LA DECLARACIÓN BALFOUR, A 100 AÑOS
El autor, profesor del Departamento de Historia de la Universidad de Montreal, evoca los orígenes del Estado de Israel a partir del apoyo dado por Gran Bretaña a los judíos
La Declaración Balfour, hecha por el ministro de asuntos exteriores británico Arthur Balfour el 2 de noviembre de 1917, en plena Primera Guerra Mundial, es un documento histórico cuyo alcance se deja sentir hasta nuestros días. Ella está en el origen del reconocimiento internacional de la colonización sionista de Palestina y del conflicto que dicha colonización ha causado. La declaración refleja también el antisemitismo que considera que los judíos constituyen un cuerpo extranjero y no pueden ser parte integral de los países donde viven. Así, su lugar sería Palestina. La declaración puso fin a la vez a las promesas británicas hechas a los líderes de Oriente Medio, de favorecer la creación de un gran Estado árabe independiente. En cambio, el concepto de un Estado judío adquirió una legitimidad internacional a través de la Sociedad de Naciones y de su sucesora, las Naciones Unidas.
La Declaración Balfour es una carta dactilográfica que el canciller Balfour envió a Lionel Walter Rothschild, un líder de la comunidad judía en Londres dispuesto a apoyar a los sionistas, es decir, los representantes de un movimiento político internacional empeñado en “restablecer” una patria segura para el pueblo judío en la Tierra de Israel, la Tierra Prometida con su capital, Jerusalén, que incluye el Monte Sión.
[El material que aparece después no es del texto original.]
//! Backend registry: the catalog of named backends and their shared descriptors.
//!
//! A [`BackendDescriptor`] is created once per configured backend and shared (via `Arc`) by the
//! supervisor, the health monitor and every session bound to it. Health is written only by the
//! process supervisor and the health monitor; everything else reads it.

use crate::error::{GatewayError, Result};
use parking_lot::RwLock;
use serde::{Deserialize, Serialize};
use serde_json::Value;
use std::collections::{BTreeMap, HashMap};
use std::fmt;
use std::sync::Arc;
use std::sync::atomic::{AtomicUsize, Ordering};

/// How the gateway reaches a backend.
#[derive(Debug, Clone, Copy, PartialEq, Eq, Serialize, Deserialize)]
#[serde(rename_all = "lowercase")]
pub enum TransportKind {
    /// Supervised child process speaking JSON-RPC over stdio.
    Process,
    /// Already-HTTP MCP service.
    Remote,
}

impl fmt::Display for TransportKind {
    fn fmt(&self, f: &mut fmt::Formatter<'_>) -> fmt::Result {
        match self {
            TransportKind::Process => write!(f, "process"),
            TransportKind::Remote => write!(f, "remote"),
        }
    }
}

#[derive(Debug, Clone, Copy, PartialEq, Eq, Serialize, Deserialize)]
#[serde(rename_all = "lowercase")]
pub enum HealthState {
    Unknown,
    Starting,
    Healthy,
    Degraded,
    Crashed,
}

impl fmt::Display for HealthState {
    fn fmt(&self, f: &mut fmt::Formatter<'_>) -> fmt::Result {
        match self {
            HealthState::Unknown => write!(f, "unknown"),
            HealthState::Starting => write!(f, "starting"),
            HealthState::Healthy => write!(f, "healthy"),
            HealthState::Degraded => write!(f, "degraded"),
            HealthState::Crashed => write!(f, "crashed"),
        }
    }
}

/// Command line for a process-backed backend.
#[derive(Debug, Clone, PartialEq, Eq, Serialize)]
pub struct LaunchSpec {
    pub command: String,
    pub args: Vec<String>,
    pub env: BTreeMap<String, String>,
}

#[derive(Debug, Clone, PartialEq, Eq, Serialize)]
#[serde(tag = "transport", rename_all = "lowercase")]
pub enum Endpoint {
    Process(LaunchSpec),
    Remote { url: String },
}

/// Externally supplied definition of one backend.
#[derive(Debug, Clone, PartialEq, Eq, Serialize)]
pub struct BackendSpec {
    pub name: String,
    #[serde(flatten)]
    pub endpoint: Endpoint,
}

impl BackendSpec {
    pub fn process(name: impl Into<String>, launch: LaunchSpec) -> Self {
        Self {
            name: name.into(),
            endpoint: Endpoint::Process(launch),
        }
    }

    pub fn remote(name: impl Into<String>, url: impl Into<String>) -> Self {
        Self {
            name: name.into(),
            endpoint: Endpoint::Remote { url: url.into() },
        }
    }

    pub fn transport(&self) -> TransportKind {
        match self.endpoint {
            Endpoint::Process(_) => TransportKind::Process,
            Endpoint::Remote { .. } => TransportKind::Remote,
        }
    }
}

/// Live, shared view of one registered backend.
#[derive(Debug)]
pub struct BackendDescriptor {
    spec: BackendSpec,
    health: RwLock<HealthState>,
    /// Cached `tools/list` entries (raw MCP tool objects).
    tools: RwLock<Arc<Vec<Value>>>,
    /// Cached `initialize` result.
    server_info: RwLock<Option<Value>>,
    active_sessions: AtomicUsize,
}

impl BackendDescriptor {
    pub fn new(spec: BackendSpec) -> Self {
        Self {
            spec,
            health: RwLock::new(HealthState::Unknown),
            tools: RwLock::new(Arc::new(Vec::new())),
            server_info: RwLock::new(None),
            active_sessions: AtomicUsize::new(0),
        }
    }

    pub fn name(&self) -> &str {
        &self.spec.name
    }

    pub fn spec(&self) -> &BackendSpec {
        &self.spec
    }

    pub fn transport(&self) -> TransportKind {
        self.spec.transport()
    }

    pub fn health(&self) -> HealthState {
        *self.health.read()
    }

    pub fn is_healthy(&self) -> bool {
        self.health() == HealthState::Healthy
    }

    /// Returns the previous state. Only the supervisor and the health monitor call this.
    pub(crate) fn set_health(&self, next: HealthState) -> HealthState {
        let prev = std::mem::replace(&mut *self.health.write(), next);
        if prev != next {
            tracing::info!(backend = %self.spec.name, from = %prev, to = %next, "health changed");
        }
        prev
    }

    /// Transition only if the current state is `expected`. Returns whether it happened.
    pub(crate) fn transition_health(&self, expected: HealthState, next: HealthState) -> bool {
        let mut health = self.health.write();
        if *health != expected {
            return false;
        }
        *health = next;
        drop(health);
        if expected != next {
            tracing::info!(
                backend = %self.spec.name,
                from = %expected,
                to = %next,
                "health changed"
            );
        }
        true
    }

    pub fn tools(&self) -> Arc<Vec<Value>> {
        self.tools.read().clone()
    }

    pub(crate) fn set_tools(&self, tools: Vec<Value>) {
        *self.tools.write() = Arc::new(tools);
    }

    pub fn server_info(&self) -> Option<Value> {
        self.server_info.read().clone()
    }

    pub(crate) fn set_server_info(&self, info: Value) {
        *self.server_info.write() = Some(info);
    }

    pub fn active_sessions(&self) -> usize {
        self.active_sessions.load(Ordering::Acquire)
    }

    pub(crate) fn session_opened(&self) -> usize {
        self.active_sessions.fetch_add(1, Ordering::AcqRel) + 1
    }

    pub(crate) fn session_closed(&self) -> usize {
        let prev = self
            .active_sessions
            .fetch_update(Ordering::AcqRel, Ordering::Acquire, |n| n.checked_sub(1))
            .unwrap_or(0);
        prev.saturating_sub(1)
    }
}

/// Outcome of [`Registry::reload`].
#[derive(Debug, Default)]
pub struct ReloadPlan {
    /// Newly registered; need starting.
    pub added: Vec<Arc<BackendDescriptor>>,
    /// Definition changed: `(old, new)`. The old one is out of the registry and must drain.
    pub replaced: Vec<(Arc<BackendDescriptor>, Arc<BackendDescriptor>)>,
    /// No longer configured; out of the registry and must drain.
    pub removed: Vec<Arc<BackendDescriptor>>,
    pub unchanged: Vec<String>,
}

impl ReloadPlan {
    pub fn is_noop(&self) -> bool {
        self.added.is_empty() && self.replaced.is_empty() && self.removed.is_empty()
    }
}

#[derive(Debug, Default)]
pub struct Registry {
    backends: RwLock<BTreeMap<String, Arc<BackendDescriptor>>>,
}

impl Registry {
    pub fn new() -> Self {
        Self::default()
    }

    pub fn register(&self, spec: BackendSpec) -> Result<Arc<BackendDescriptor>> {
        let mut backends = self.backends.write();
        if backends.contains_key(&spec.name) {
            return Err(GatewayError::Config(format!(
                "backend '{}' is already registered",
                spec.name
            )));
        }
        let descriptor = Arc::new(BackendDescriptor::new(spec));
        backends.insert(descriptor.name().to_string(), descriptor.clone());
        Ok(descriptor)
    }

    pub fn lookup(&self, name: &str) -> Result<Arc<BackendDescriptor>> {
        self.backends
            .read()
            .get(name)
            .cloned()
            .ok_or_else(|| GatewayError::UnknownBackend(name.to_string()))
    }

    pub fn list(&self) -> Vec<Arc<BackendDescriptor>> {
        self.backends.read().values().cloned().collect()
    }

    pub fn is_empty(&self) -> bool {
        self.backends.read().is_empty()
    }

    /// Swap in a new backend set, keeping descriptors whose definition did not change.
    pub fn reload(&self, specs: Vec<BackendSpec>) -> Result<ReloadPlan> {
        let mut incoming: HashMap<String, BackendSpec> = HashMap::with_capacity(specs.len());
        for spec in specs {
            let name = spec.name.clone();
            if incoming.insert(name.clone(), spec).is_some() {
                return Err(GatewayError::Config(format!(
                    "backend '{name}' is defined more than once"
                )));
            }
        }

        let mut plan = ReloadPlan::default();
        let mut backends = self.backends.write();

        let gone: Vec<String> = backends
            .keys()
            .filter(|name| !incoming.contains_key(*name))
            .cloned()
            .collect();
        for name in gone {
            if let Some(old) = backends.remove(&name) {
                plan.removed.push(old);
            }
        }

        for (name, spec) in incoming {
            match backends.get(&name) {
                Some(existing) if existing.spec() == &spec => plan.unchanged.push(name),
                Some(existing) => {
                    let old = existing.clone();
                    let new = Arc::new(BackendDescriptor::new(spec));
                    backends.insert(name, new.clone());
                    plan.replaced.push((old, new));
                }
                None => {
                    let new = Arc::new(BackendDescriptor::new(spec));
                    backends.insert(name, new.clone());
                    plan.added.push(new);
                }
            }
        }

        plan.unchanged.sort();
        Ok(plan)
    }
}

#[cfg(test)]
mod tests {
    use super::*;

    fn echo(cmd: &str) -> BackendSpec {
        BackendSpec::process(
            "echo",
            LaunchSpec {
                command: cmd.to_string(),
                args: vec![],
                env: BTreeMap::new(),
            },
        )
    }

    #[test]
    fn lookup_unknown_backend_fails() {
        let registry = Registry::new();
        let err = registry.lookup("nope").unwrap_err();
        assert!(matches!(err, GatewayError::UnknownBackend(ref n) if n == "nope"));
    }

    #[test]
    fn register_rejects_duplicates() {
        let registry = Registry::new();
        registry.register(echo("a")).unwrap();
        assert!(registry.register(echo("b")).is_err());
        assert_eq!(registry.list().len(), 1);
    }

    #[test]
    fn reload_diffs_added_removed_replaced_and_unchanged() {
        let registry = Registry::new();
        let kept = registry
            .register(BackendSpec::remote("search", "http://a/mcp"))
            .unwrap();
        let old_echo = registry.register(echo("node")).unwrap();
        registry
            .register(BackendSpec::remote("gone", "http://b/mcp"))
            .unwrap();

        let plan = registry
            .reload(vec![
                BackendSpec::remote("search", "http://a/mcp"),
                echo("python"),
                BackendSpec::remote("fresh", "http://c/mcp"),
            ])
            .unwrap();

        assert_eq!(plan.unchanged, vec!["search".to_string()]);
        assert_eq!(plan.added.len(), 1);
        assert_eq!(plan.added[0].name(), "fresh");
        assert_eq!(plan.removed.len(), 1);
        assert_eq!(plan.removed[0].name(), "gone");
        assert_eq!(plan.replaced.len(), 1);
        assert!(Arc::ptr_eq(&plan.replaced[0].0, &old_echo));

        // Unchanged entries keep their descriptor (and therefore their process).
        assert!(Arc::ptr_eq(&registry.lookup("search").unwrap(), &kept));
        assert!(registry.lookup("gone").is_err());
        assert!(!Arc::ptr_eq(&registry.lookup("echo").unwrap(), &old_echo));
    }

    #[test]
    fn reload_rejects_duplicate_names() {
        let registry = Registry::new();
        assert!(registry.reload(vec![echo("a"), echo("b")]).is_err());
    }

    #[test]
    fn session_counter_never_underflows() {
        let d = BackendDescriptor::new(echo("a"));
        assert_eq!(d.session_opened(), 1);
        assert_eq!(d.session_closed(), 0);
        assert_eq!(d.session_closed(), 0);
        assert_eq!(d.active_sessions(), 0);
    }

    #[test]
    fn transition_health_is_conditional() {
        let d = BackendDescriptor::new(echo("a"));
        assert!(!d.transition_health(HealthState::Healthy, HealthState::Degraded));
        d.set_health(HealthState::Healthy);
        assert!(d.transition_health(HealthState::Healthy, HealthState::Degraded));
        assert_eq!(d.health(), HealthState::Degraded);
    }
}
Los judíos sionistas constituían entonces menos de 10 por ciento de la población palestina.
Una semana más tarde, la carta fue reproducida en el Times de Londres bajo el título “Palestina para los judíos. Simpatía oficial”.
El título puso de relieve lo que la carta intentó ocultar: “Palestina para los judíos” es muy diferente a “el establecimiento en Palestina de un hogar nacional para el pueblo judío”.
En efecto, buscando disimular el hecho, tanto Balfour como David Lloyd George, su primer ministro al momento de la declaración, admitieron en privado que ellos ambicionaban la creación de un Estado judío.
La fecha de la carta es también la de la victoria decisiva que el ejército británico logró contra las fuerzas otomanas en Gaza, que siguió a la “Gran rebelión árabe” que facilitó considerablemente la derrota de los otomanos. No teniendo ya más necesidad de los árabes, Gran Bretaña se volvió hacia los sionistas, lo que provocó las protestas de los nacionalistas árabes a quienes Londres les había prometido, en especial en el acuerdo Hussein–MacMahon concluido en 1915, favorecer la creación de un gran Estado árabe independiente.
Cuando en mayo próximo se cumplen 70 años de la creación del Estado de Israel mientras los palestinos siguen esperando todavía por el suyo, como se les prometió, muchos judíos ven en el sionismo una amenaza a su integración en sus respectivos países, así como un proyecto nacionalista reaccionario, dirigido a distraer de la lucha contra la discriminación y el antisemitismo. Por ejemplo, en Francia, a la vuelta del siglo XX, los rabinos eran unánimes: el sionismo es “mezquino y reaccionario”.
El proceso Dreyfus no cambió esa opinión. Las reacciones a la Declaración Balfour van en el mismo sentido. Por ejemplo, tras su publicación, Edwin Montagu, diputado británico de renombre, acusó públicamente a su gobierno de antisemitismo. Y en Estados Unidos, las sinagogas liberales denunciaron la posición británica, mientras que los sindicatos con predominancia judía también han rechazado asumir el proyecto sionista en el seno de la American Federation of Labor (AFL). Al contrario, el establishment protestante en Estados Unidos apoya con entusiasmo la Declaración Balfour.